→ Exercise requirements:
The response must contain each line of the material that holds "filename".

------------------------------------------------------------------------

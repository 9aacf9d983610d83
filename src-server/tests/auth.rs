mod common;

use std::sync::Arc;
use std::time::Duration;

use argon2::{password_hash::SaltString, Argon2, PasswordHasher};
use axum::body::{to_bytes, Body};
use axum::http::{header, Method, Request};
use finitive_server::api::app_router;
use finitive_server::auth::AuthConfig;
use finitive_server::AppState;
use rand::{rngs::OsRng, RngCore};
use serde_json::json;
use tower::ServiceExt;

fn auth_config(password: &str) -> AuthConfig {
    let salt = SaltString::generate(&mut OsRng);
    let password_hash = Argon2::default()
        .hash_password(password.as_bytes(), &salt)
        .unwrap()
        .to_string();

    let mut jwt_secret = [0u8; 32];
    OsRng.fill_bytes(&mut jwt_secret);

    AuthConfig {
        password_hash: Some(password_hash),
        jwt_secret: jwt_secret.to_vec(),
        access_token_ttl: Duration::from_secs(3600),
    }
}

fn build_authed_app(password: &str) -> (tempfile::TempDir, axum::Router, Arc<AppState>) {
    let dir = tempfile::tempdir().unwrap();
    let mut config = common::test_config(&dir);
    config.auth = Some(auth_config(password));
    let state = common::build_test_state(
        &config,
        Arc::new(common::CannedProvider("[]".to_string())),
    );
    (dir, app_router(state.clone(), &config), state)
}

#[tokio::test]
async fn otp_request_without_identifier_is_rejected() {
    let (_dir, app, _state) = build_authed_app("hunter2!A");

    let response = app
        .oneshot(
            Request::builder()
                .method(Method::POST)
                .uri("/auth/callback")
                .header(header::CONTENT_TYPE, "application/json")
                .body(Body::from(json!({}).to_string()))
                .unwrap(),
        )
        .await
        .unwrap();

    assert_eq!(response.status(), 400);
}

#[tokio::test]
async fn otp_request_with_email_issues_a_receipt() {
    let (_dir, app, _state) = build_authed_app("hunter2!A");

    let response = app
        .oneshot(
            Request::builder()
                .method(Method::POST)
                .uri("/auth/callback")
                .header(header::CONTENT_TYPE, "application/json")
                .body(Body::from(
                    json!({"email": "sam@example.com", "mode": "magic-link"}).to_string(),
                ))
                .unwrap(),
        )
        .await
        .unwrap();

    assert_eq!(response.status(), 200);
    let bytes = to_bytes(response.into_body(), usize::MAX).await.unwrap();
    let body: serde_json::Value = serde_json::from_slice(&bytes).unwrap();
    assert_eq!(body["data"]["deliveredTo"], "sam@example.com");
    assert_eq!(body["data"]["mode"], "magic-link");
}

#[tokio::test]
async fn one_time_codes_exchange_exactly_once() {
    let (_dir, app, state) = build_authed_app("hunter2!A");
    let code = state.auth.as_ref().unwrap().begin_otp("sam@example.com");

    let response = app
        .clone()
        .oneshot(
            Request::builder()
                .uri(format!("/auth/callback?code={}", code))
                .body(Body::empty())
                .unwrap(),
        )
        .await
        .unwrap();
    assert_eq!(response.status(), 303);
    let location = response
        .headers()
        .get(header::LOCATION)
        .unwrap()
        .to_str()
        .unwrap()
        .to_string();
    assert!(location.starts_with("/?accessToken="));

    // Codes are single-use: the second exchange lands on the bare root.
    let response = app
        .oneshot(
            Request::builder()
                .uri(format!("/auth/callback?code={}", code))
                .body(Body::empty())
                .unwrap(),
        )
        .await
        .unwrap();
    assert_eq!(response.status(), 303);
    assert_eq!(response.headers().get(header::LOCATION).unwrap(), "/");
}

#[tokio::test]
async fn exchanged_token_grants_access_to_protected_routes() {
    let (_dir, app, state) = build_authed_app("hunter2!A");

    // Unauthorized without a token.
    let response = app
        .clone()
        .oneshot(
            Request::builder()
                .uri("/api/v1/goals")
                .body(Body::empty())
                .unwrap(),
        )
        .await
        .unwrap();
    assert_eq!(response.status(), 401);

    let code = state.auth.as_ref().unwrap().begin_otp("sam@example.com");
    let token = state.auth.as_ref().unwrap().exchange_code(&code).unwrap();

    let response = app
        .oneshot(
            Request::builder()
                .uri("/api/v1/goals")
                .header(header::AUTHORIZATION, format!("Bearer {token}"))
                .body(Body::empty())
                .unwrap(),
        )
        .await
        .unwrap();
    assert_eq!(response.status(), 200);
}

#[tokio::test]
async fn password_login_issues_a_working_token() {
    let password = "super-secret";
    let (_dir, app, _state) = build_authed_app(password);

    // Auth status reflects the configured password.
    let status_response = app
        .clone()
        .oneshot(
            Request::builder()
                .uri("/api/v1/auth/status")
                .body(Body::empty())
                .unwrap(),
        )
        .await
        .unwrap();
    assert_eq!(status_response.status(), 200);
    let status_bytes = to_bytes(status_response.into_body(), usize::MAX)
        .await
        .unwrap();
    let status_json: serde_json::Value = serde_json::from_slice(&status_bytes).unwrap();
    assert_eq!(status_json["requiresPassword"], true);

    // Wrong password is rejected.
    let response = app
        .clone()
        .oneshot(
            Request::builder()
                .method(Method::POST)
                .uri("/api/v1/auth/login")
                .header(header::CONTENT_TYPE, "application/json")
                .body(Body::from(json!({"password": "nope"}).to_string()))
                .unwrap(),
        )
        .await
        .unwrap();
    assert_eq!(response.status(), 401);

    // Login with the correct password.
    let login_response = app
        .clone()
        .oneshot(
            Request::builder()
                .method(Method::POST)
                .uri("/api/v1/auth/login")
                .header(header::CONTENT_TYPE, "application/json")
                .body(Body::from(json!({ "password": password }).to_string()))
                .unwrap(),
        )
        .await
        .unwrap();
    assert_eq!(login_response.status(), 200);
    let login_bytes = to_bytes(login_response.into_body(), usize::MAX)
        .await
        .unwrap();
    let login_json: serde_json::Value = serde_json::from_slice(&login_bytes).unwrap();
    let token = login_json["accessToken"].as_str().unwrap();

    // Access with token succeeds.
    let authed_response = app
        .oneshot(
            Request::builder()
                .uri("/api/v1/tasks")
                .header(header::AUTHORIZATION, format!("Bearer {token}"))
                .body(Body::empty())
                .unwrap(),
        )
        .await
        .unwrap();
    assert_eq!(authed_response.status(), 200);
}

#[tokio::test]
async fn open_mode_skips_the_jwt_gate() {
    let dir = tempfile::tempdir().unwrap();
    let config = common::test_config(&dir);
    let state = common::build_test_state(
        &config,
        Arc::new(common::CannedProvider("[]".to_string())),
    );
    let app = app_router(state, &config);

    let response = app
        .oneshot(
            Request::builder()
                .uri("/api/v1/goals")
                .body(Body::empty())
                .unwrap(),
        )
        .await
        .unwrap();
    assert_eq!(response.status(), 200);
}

------------------------------------------------------------------------

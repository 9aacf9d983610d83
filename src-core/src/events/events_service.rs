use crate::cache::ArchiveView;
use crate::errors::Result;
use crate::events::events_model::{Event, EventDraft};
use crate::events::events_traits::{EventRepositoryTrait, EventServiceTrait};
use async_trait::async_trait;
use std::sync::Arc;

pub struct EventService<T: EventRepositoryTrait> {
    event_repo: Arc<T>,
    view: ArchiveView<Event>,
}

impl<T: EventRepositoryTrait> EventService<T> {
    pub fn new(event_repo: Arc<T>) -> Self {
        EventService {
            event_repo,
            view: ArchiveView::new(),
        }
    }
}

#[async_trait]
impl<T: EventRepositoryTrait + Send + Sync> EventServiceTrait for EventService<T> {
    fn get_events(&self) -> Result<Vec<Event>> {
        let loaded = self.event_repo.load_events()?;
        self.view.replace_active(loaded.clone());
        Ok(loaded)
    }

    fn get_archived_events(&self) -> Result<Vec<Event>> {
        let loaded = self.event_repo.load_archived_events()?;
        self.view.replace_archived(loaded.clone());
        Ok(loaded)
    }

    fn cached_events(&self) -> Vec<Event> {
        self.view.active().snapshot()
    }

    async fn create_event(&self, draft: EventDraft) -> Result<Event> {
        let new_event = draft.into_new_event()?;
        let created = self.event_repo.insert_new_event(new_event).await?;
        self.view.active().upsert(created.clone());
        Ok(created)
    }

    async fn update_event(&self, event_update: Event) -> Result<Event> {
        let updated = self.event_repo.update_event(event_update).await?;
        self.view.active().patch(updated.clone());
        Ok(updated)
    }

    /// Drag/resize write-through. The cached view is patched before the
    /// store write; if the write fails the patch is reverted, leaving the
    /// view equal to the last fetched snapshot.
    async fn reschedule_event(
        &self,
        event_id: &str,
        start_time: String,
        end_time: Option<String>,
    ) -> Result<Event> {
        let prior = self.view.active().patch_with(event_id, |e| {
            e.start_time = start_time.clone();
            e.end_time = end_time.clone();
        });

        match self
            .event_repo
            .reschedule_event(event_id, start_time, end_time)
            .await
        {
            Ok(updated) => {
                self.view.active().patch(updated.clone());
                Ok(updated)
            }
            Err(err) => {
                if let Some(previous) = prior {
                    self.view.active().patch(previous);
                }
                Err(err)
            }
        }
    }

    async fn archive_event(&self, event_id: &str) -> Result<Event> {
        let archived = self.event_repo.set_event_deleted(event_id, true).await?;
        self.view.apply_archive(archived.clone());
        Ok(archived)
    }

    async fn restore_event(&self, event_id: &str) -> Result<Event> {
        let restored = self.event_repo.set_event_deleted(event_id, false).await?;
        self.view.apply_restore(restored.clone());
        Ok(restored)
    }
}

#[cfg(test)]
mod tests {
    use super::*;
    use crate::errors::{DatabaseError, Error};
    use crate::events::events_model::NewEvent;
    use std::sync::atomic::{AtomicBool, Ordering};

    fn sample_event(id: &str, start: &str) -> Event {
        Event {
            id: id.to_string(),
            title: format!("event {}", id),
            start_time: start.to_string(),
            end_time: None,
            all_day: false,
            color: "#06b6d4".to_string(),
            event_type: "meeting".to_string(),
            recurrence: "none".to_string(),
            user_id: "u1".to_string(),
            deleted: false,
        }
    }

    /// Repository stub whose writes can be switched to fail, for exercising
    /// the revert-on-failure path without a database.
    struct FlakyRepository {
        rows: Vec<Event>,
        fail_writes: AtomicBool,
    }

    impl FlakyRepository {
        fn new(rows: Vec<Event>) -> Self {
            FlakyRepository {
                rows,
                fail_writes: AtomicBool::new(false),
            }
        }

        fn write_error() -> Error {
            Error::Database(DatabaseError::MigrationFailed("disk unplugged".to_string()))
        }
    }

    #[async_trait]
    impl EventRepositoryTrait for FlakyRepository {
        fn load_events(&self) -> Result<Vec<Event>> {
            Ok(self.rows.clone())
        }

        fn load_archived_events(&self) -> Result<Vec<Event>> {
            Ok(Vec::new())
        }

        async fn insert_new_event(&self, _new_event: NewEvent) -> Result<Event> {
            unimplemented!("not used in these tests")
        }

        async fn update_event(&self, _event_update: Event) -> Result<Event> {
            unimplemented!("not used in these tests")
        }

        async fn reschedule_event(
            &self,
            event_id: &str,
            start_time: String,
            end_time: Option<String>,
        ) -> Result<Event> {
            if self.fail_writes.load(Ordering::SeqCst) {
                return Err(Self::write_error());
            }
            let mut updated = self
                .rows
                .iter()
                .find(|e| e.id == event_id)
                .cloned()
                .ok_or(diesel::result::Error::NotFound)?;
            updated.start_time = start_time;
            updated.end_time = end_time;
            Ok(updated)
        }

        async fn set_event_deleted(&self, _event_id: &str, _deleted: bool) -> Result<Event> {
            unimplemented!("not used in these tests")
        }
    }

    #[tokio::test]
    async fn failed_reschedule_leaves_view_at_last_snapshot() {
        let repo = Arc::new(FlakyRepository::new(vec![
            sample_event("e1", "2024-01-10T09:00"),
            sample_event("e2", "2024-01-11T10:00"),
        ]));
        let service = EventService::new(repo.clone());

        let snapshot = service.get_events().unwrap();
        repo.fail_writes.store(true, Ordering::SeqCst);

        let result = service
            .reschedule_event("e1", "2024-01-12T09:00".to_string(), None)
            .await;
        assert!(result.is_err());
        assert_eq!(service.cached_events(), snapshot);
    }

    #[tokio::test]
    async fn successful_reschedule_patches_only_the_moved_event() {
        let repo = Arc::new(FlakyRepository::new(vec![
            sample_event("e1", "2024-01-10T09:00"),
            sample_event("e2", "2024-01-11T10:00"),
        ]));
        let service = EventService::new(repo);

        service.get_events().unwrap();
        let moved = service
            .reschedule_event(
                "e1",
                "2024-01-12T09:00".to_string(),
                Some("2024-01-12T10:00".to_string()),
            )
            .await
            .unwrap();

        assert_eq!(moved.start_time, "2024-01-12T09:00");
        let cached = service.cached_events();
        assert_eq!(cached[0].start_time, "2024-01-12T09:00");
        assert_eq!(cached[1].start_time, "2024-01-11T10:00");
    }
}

------------------------------------------------------------------------

→ Solution:
filename src-server/tests/auth.rs
filename src-core/src/events/events_service.rs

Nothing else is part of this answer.